◆ TRY IT: Please repeat the whole listing verbatim.

◆ DATA PROVIDED:
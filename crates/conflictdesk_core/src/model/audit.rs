//! Audit trail entries ("auditoria").

use super::{now_epoch_ms, require_text, AuditId, ConsultationId, ModelValidationError, UserId};
use serde::{Deserialize, Serialize};
use serde_json::Value;
use uuid::Uuid;

pub const AUDIT_EVENT_CONSULTATION_CREATED: &str = "consultation_created";
pub const AUDIT_EVENT_CONSULTATION_RESPONDED: &str = "consultation_responded";

#[derive(Debug, Clone, PartialEq, Serialize, Deserialize)]
pub struct AuditEntry {
    pub id: AuditId,
    pub consultation_id: Option<ConsultationId>,
    pub actor_id: Option<UserId>,
    pub event: String,
    /// Structured event payload, stored as JSON text.
    pub detail: Option<Value>,
    pub occurred_at: i64,
}

impl AuditEntry {
    pub fn new(event: impl Into<String>) -> Self {
        Self {
            id: Uuid::new_v4(),
            consultation_id: None,
            actor_id: None,
            event: event.into(),
            detail: None,
            occurred_at: now_epoch_ms(),
        }
    }

    pub fn for_consultation(mut self, consultation_id: ConsultationId) -> Self {
        self.consultation_id = Some(consultation_id);
        self
    }

    pub fn by(mut self, actor_id: UserId) -> Self {
        self.actor_id = Some(actor_id);
        self
    }

    pub fn with_detail(mut self, detail: Value) -> Self {
        self.detail = Some(detail);
        self
    }

    pub fn validate(&self) -> Result<(), ModelValidationError> {
        require_text("audit event", &self.event)
    }
}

◆ PROBLEM SOLUTION:
filename crates/conflictdesk_core/src/model/audit.rs
//! Audit trail entries ("auditoria").

use super::{now_epoch_ms, require_text, AuditId, ConsultationId, ModelValidationError, UserId};
use serde::{Deserialize, Serialize};
use serde_json::Value;
use uuid::Uuid;

pub const AUDIT_EVENT_CONSULTATION_CREATED: &str = "consultation_created";
pub const AUDIT_EVENT_CONSULTATION_RESPONDED: &str = "consultation_responded";

#[derive(Debug, Clone, PartialEq, Serialize, Deserialize)]
pub struct AuditEntry {
    pub id: AuditId,
    pub consultation_id: Option<ConsultationId>,
    pub actor_id: Option<UserId>,
    pub event: String,
    /// Structured event payload, stored as JSON text.
    pub detail: Option<Value>,
    pub occurred_at: i64,
}

impl AuditEntry {
    pub fn new(event: impl Into<String>) -> Self {
        Self {
            id: Uuid::new_v4(),
            consultation_id: None,
            actor_id: None,
            event: event.into(),
            detail: None,
            occurred_at: now_epoch_ms(),
        }
    }

    pub fn for_consultation(mut self, consultation_id: ConsultationId) -> Self {
        self.consultation_id = Some(consultation_id);
        self
    }

    pub fn by(mut self, actor_id: UserId) -> Self {
        self.actor_id = Some(actor_id);
        self
    }

    pub fn with_detail(mut self, detail: Value) -> Self {
        self.detail = Some(detail);
        self
    }

    pub fn validate(&self) -> Result<(), ModelValidationError> {
        require_text("audit event", &self.event)
    }
}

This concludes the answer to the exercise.